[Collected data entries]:
Segment Open

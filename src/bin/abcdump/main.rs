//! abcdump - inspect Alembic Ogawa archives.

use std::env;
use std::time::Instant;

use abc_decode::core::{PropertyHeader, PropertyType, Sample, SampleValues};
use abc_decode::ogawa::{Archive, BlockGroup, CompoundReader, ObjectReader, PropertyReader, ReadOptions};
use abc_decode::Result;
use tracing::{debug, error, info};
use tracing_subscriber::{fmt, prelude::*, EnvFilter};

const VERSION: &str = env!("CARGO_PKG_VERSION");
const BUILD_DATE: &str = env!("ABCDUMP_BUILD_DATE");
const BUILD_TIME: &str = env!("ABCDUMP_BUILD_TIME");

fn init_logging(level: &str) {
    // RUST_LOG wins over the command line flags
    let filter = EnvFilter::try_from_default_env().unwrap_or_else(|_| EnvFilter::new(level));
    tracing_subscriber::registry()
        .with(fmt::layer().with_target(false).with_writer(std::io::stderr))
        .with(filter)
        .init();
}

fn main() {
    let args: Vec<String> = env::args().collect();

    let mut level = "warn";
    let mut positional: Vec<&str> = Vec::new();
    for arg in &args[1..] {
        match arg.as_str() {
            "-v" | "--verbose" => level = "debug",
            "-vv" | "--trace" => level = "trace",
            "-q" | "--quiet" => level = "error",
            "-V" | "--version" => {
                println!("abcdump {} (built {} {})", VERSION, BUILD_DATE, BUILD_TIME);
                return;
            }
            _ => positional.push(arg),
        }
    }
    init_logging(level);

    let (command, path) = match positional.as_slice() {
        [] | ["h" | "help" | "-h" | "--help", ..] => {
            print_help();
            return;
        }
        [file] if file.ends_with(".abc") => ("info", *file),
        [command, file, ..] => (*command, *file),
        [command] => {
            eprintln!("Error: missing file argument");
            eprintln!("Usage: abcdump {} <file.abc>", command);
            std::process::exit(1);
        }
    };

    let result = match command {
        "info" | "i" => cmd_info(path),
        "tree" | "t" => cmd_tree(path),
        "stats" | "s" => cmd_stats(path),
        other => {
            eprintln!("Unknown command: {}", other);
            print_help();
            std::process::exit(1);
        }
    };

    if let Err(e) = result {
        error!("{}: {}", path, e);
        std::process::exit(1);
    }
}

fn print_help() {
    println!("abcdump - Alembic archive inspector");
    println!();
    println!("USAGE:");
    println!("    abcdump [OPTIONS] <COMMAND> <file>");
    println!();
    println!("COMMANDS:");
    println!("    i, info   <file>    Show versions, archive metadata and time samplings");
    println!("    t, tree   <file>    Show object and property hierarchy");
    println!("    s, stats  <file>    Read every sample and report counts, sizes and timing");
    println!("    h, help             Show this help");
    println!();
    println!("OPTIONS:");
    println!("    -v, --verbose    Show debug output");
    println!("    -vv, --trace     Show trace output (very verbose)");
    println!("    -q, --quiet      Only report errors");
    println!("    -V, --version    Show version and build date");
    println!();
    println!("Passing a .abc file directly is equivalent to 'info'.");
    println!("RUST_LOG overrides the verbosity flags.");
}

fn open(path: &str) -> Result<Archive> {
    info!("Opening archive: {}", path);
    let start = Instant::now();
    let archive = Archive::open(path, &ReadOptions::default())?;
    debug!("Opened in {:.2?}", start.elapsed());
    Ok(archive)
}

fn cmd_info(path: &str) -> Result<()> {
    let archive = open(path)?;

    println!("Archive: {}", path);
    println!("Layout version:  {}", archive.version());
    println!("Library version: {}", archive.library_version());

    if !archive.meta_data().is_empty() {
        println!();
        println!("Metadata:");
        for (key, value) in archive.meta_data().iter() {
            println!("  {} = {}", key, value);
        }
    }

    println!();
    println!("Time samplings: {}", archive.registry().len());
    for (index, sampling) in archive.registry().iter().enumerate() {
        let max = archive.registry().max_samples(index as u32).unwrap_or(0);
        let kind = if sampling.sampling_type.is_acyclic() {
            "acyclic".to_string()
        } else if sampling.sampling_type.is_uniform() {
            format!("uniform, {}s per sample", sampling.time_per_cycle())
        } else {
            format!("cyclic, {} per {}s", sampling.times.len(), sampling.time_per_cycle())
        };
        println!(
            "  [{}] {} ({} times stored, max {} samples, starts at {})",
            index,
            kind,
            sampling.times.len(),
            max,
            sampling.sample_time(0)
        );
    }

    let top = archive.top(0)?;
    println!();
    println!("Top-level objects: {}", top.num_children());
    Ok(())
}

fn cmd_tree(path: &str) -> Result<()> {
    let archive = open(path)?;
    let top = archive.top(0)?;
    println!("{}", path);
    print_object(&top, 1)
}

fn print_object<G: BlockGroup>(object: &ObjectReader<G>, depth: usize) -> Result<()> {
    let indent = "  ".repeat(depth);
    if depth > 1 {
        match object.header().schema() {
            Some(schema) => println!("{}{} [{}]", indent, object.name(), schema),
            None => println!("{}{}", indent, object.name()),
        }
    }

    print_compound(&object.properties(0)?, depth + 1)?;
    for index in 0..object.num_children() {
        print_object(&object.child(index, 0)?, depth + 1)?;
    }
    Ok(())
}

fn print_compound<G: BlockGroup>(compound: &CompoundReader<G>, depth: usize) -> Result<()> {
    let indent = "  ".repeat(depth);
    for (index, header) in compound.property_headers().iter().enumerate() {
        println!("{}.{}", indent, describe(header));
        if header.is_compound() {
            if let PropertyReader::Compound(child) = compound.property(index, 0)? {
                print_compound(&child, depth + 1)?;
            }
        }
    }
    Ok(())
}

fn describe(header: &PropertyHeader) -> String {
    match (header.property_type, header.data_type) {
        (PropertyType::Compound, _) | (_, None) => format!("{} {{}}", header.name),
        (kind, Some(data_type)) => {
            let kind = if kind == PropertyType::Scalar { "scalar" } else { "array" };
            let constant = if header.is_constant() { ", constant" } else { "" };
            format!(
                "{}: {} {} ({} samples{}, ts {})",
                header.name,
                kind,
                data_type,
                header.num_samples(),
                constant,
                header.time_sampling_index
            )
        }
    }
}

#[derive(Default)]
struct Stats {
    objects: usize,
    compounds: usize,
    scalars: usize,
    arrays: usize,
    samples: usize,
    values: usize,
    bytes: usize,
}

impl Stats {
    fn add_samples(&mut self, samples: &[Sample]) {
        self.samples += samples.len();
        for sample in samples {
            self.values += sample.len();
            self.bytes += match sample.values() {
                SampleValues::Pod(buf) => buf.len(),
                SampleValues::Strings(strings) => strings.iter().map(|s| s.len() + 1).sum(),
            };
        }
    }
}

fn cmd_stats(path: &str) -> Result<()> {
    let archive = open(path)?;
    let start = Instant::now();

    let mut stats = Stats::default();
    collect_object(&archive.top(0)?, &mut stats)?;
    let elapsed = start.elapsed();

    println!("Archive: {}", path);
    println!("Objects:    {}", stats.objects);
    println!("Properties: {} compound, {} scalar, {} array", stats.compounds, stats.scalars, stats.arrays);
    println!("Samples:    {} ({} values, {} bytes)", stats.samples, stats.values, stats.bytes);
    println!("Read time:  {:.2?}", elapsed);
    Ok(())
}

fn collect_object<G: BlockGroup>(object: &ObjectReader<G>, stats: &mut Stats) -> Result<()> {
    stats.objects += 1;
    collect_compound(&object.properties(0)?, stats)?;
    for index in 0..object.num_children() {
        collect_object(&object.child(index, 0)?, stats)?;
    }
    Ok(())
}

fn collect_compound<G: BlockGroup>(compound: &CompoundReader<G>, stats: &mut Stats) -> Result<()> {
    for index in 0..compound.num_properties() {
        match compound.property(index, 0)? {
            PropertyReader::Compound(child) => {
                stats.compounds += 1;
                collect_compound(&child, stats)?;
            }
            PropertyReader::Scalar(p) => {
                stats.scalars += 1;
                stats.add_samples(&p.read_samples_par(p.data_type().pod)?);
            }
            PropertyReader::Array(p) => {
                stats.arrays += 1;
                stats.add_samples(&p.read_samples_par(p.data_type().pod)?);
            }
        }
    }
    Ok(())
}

Segment Closed

Across all the entries, how many lines include "arrays"? Answer with the number alone.

[Solution to the exercise]: 3